Education et scolarité

Les jeunes et le confinement observés par un psychologue à la Maison d’enfants Saint-Jean

En ce début de septième semaine de confinement, François Bernard, psychologue à la Maison d’enfants (MECS) Saint-Jean à Sannois (95), partage ses premières réflexions. Chaque jeune peut préserver l’essentiel : la réflexion et l’ouverture.

Qu’avez-vous observé durant ces semaines ?

Durant ce temps, certains jeunes se sont montrés insouciants voire enjoués. Très vivants. D’autres ont semblé angoissés. Les éducateurs et moi-même avons dû être extrêmement vigilants. Quitte à s’isoler et à s’entretenir avec quelques-uns.
 Le 14 avril, au lendemain du discours du président de la République, nous avons organisé un groupe de paroles. J'ai perçu de la déprime et de l’ennui chez les jeunes. Cela pouvait s’expliquer par le non-renouvellement des activités proposées. Cela révélait aussi, d’une part la passivité dans laquelle le confinement plongeait chacun et, d’autre part, une très forte attente de solutions fournies par l’autre.

Avec leurs mots, les jeunes nous disaient : « Qu’est-ce que vous nous proposez ? On ne peut rien faire ici ! » Comme si chacun se refermait sur lui-même et espérait tout de l’extérieur. Les deux éducatrices présentes et moi-même, nous leur avons renvoyé la balle : « Ok ! Et vous, que pouvez-vous faire ? Rien ? » Au bout d’un moment, un jeune adepte du Parkour (acrobaties en ville) a dit : « Je peux apprendre aux autres à tomber sans se faire mal ». Un autre a suggéré : « On prépare, nous-mêmes, le dessert ! » Banco ! On le fait ! Oui, vous êtes confinés. Mais, oui, vous avez du ressort ! Les visages fermés se sont illuminés de larges sourires.

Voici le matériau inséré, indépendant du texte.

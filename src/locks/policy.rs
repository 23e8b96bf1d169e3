//! Contention policies and the coordinator that applies them.

use super::guard::LockGuard;
use super::operations::{AcquireMode, LockAttempt, acquire};
use super::registry::HeldLocks;
use crate::error::{Result, SpeakError};
use std::fmt;
use std::path::{Path, PathBuf};
use std::thread;
use std::time::{Duration, Instant};

/// Poll interval used by bounded waits unless configured otherwise.
pub const DEFAULT_POLL_INTERVAL: Duration = Duration::from_millis(100);

/// What to do when the lock is held by someone else.
#[derive(Debug, Clone, Copy, PartialEq, Eq)]
pub enum ContentionPolicy {
    /// Never wait: one non-blocking attempt.
    FailFast,
    /// Poll until the lock is free or the timeout elapses.
    BoundedWait(Duration),
    /// Block until the lock is free.
    ///
    /// Waiters are released in whatever order the OS wakes them. This is
    /// best-effort queueing, not FIFO.
    UnboundedWait,
}

impl ContentionPolicy {
    /// Build a policy from the legacy flag pair.
    ///
    /// Setting both flags is rejected rather than resolved by priority.
    pub fn from_flags(skip_if_locked: bool, lock_timeout_secs: Option<f64>) -> Result<Self> {
        match (skip_if_locked, lock_timeout_secs) {
            (true, Some(_)) => Err(SpeakError::Config(
                "--skip-if-locked and --lock-timeout cannot be used together".to_string(),
            )),
            (true, None) => Ok(Self::FailFast),
            (false, Some(secs)) => Ok(Self::BoundedWait(timeout_from_secs(secs)?)),
            (false, None) => Ok(Self::UnboundedWait),
        }
    }
}

impl fmt::Display for ContentionPolicy {
    fn fmt(&self, f: &mut fmt::Formatter<'_>) -> fmt::Result {
        match self {
            Self::FailFast => write!(f, "fail-fast"),
            Self::BoundedWait(timeout) => write!(f, "bounded-wait({:.1}s)", timeout.as_secs_f64()),
            Self::UnboundedWait => write!(f, "unbounded-wait"),
        }
    }
}

/// Convert a user-supplied timeout in seconds, rejecting negative or non-finite values.
pub fn timeout_from_secs(secs: f64) -> Result<Duration> {
    Duration::try_from_secs_f64(secs).map_err(|_| {
        SpeakError::Config(format!(
            "lock timeout must be a non-negative number of seconds, got {}",
            secs
        ))
    })
}

/// Result of applying a policy.
#[derive(Debug)]
pub enum Acquisition {
    Acquired(LockGuard),
    SkippedBusy,
    TimedOut,
}

/// Applies contention policies to one well-known lock path.
#[derive(Debug, Clone)]
pub struct Coordinator {
    lock_path: PathBuf,
    poll_interval: Duration,
    held: HeldLocks,
}

impl Coordinator {
    pub fn new(lock_path: impl Into<PathBuf>, held: HeldLocks) -> Self {
        Self {
            lock_path: lock_path.into(),
            poll_interval: DEFAULT_POLL_INTERVAL,
            held,
        }
    }

    pub fn with_poll_interval(mut self, poll_interval: Duration) -> Self {
        self.poll_interval = poll_interval;
        self
    }

    pub fn lock_path(&self) -> &Path {
        &self.lock_path
    }

    /// Try to obtain the lock according to `policy`.
    ///
    /// Contention is reported as `SkippedBusy` / `TimedOut`; only a failure to
    /// open or lock the file at all is an error.
    pub fn obtain(&self, policy: ContentionPolicy) -> Result<Acquisition> {
        match policy {
            ContentionPolicy::FailFast => Ok(match self.attempt(AcquireMode::NonBlocking)? {
                LockAttempt::Held(guard) => Acquisition::Acquired(guard),
                LockAttempt::Busy => Acquisition::SkippedBusy,
            }),
            ContentionPolicy::BoundedWait(timeout) => self.poll_until(timeout),
            ContentionPolicy::UnboundedWait => {
                if let LockAttempt::Held(guard) = self.attempt(AcquireMode::NonBlocking)? {
                    return Ok(Acquisition::Acquired(guard));
                }
                tracing::info!(path = %self.lock_path.display(), "lock busy, queued");
                loop {
                    if let LockAttempt::Held(guard) = self.attempt(AcquireMode::Blocking)? {
                        return Ok(Acquisition::Acquired(guard));
                    }
                }
            }
        }
    }

    fn attempt(&self, mode: AcquireMode) -> Result<LockAttempt> {
        acquire(&self.lock_path, mode, &self.held)
    }

    fn poll_until(&self, timeout: Duration) -> Result<Acquisition> {
        let started = Instant::now();
        let mut announced = false;

        loop {
            if let LockAttempt::Held(guard) = self.attempt(AcquireMode::NonBlocking)? {
                return Ok(Acquisition::Acquired(guard));
            }

            let elapsed = started.elapsed();
            if elapsed > timeout {
                return Ok(Acquisition::TimedOut);
            }

            if !announced {
                tracing::info!(
                    path = %self.lock_path.display(),
                    timeout_secs = timeout.as_secs_f64(),
                    "lock busy, waiting"
                );
                announced = true;
            }

            thread::sleep(self.poll_interval);
        }
    }
}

Avez-vous été confronté à d'autres phénomènes ?

À la place démesurée prise par le virtuel ! En ce temps de confinement, le virtuel est devenu une évidence, un mode de communication parmi d’autres. Via les réseaux sociaux notamment, des images de soi ou d’un partenaire - dégradantes parfois - ont été agrégées et diffusées. Certains de nos jeunes ont été pris dans cette « tourmente ». Par le virtuel, ils voulaient, comme les autres, échapper à l’ennui et fuir le quotidien. Sans imaginer - ou mal - l’effet que cela pourrait produire. Le virtuel fait écran entre soi et l’autre.
Le seul moyen d’échapper à ce phénomène et de ré-installer la communication en vis-à-vis pour susciter la controverse en direct. Oui on peut faire mal à quelqu’un en mettant en circulation toute sorte d’image, toute sorte d’information. Oui, on prend des risques. Les jeunes avaient les ressources nécessaires pour s’extraire du monde virtuel. Nous les avons réunis en groupes de paroles pour leur permettre de réfléchir, de discuter entre eux et de constater par eux-mêmes, dans l’instant, l’effet produit sur l’autre.

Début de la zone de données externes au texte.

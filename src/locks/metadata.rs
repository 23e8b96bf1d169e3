//! Holder metadata written into the lock file.
//!
//! Purely diagnostic: nothing reads it back to decide who owns the lock.

use crate::error::{Result, SpeakError};
use chrono::{DateTime, Duration, Utc};
use serde::{Deserialize, Serialize};
use std::fs;
use std::path::Path;

/// Lock metadata stored in lock files.
#[derive(Debug, Clone, Serialize, Deserialize)]
pub struct LockMetadata {
    /// Owner of the lock (e.g., `user@HOST`).
    pub owner: String,

    /// Process ID of the lock holder.
    pub pid: u32,

    /// Timestamp when the lock was acquired (RFC3339).
    pub acquired_at: DateTime<Utc>,
}

impl LockMetadata {
    /// Metadata describing the current process, stamped now.
    pub fn current() -> Self {
        Self {
            owner: get_owner_string(),
            pid: std::process::id(),
            acquired_at: Utc::now(),
        }
    }

    /// Parse lock metadata from a file.
    pub fn from_file<P: AsRef<Path>>(path: P) -> Result<Self> {
        let content = fs::read_to_string(path.as_ref()).map_err(|e| {
            SpeakError::Io(format!(
                "failed to read lock file '{}': {}",
                path.as_ref().display(),
                e
            ))
        })?;

        serde_json::from_str(&content).map_err(|e| {
            SpeakError::Io(format!(
                "failed to parse lock file '{}': {}",
                path.as_ref().display(),
                e
            ))
        })
    }

    /// Serialize lock metadata to JSON string.
    pub fn to_json(&self) -> Result<String> {
        serde_json::to_string_pretty(self)
            .map_err(|e| SpeakError::Io(format!("failed to serialize lock metadata: {}", e)))
    }

    /// How long the holder has had the lock.
    pub fn age(&self) -> Duration {
        Utc::now().signed_duration_since(self.acquired_at)
    }

    /// Format the age as a human-readable string.
    pub fn age_string(&self) -> String {
        let age = self.age();
        let seconds = age.num_seconds();
        let minutes = age.num_minutes();
        let hours = age.num_hours();

        if hours > 0 {
            format!("{}h {}m", hours, minutes % 60)
        } else if minutes > 0 {
            format!("{}m {}s", minutes, seconds % 60)
        } else {
            format!("{}s", seconds.max(0))
        }
    }
}

/// Get the owner string for lock metadata.
pub(crate) fn get_owner_string() -> String {
    let user = std::env::var("USER")
        .or_else(|_| std::env::var("USERNAME"))
        .unwrap_or_else(|_| "unknown".to_string());

    let host = hostname::get()
        .map(|h| h.to_string_lossy().to_string())
        .unwrap_or_else(|_| "unknown".to_string());

    format!("{}@{}", user, host)
}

Tirez-vous des premiers enseignements ?

Nous devons, par tous les moyens, maintenir les liens avec le monde extérieur. Suivre un cours scolaire, écrire une rédaction sur un thème précis, regarder un film, peindre un tableau avec différentes techniques et lui imaginer un destin en dehors de la Maison d’enfants, organiser une visioconférence entre une fratrie et la maman, entre des jeunes et les personnes importantes de leur réseau… pour mobiliser la pensée, faire émerger des idées.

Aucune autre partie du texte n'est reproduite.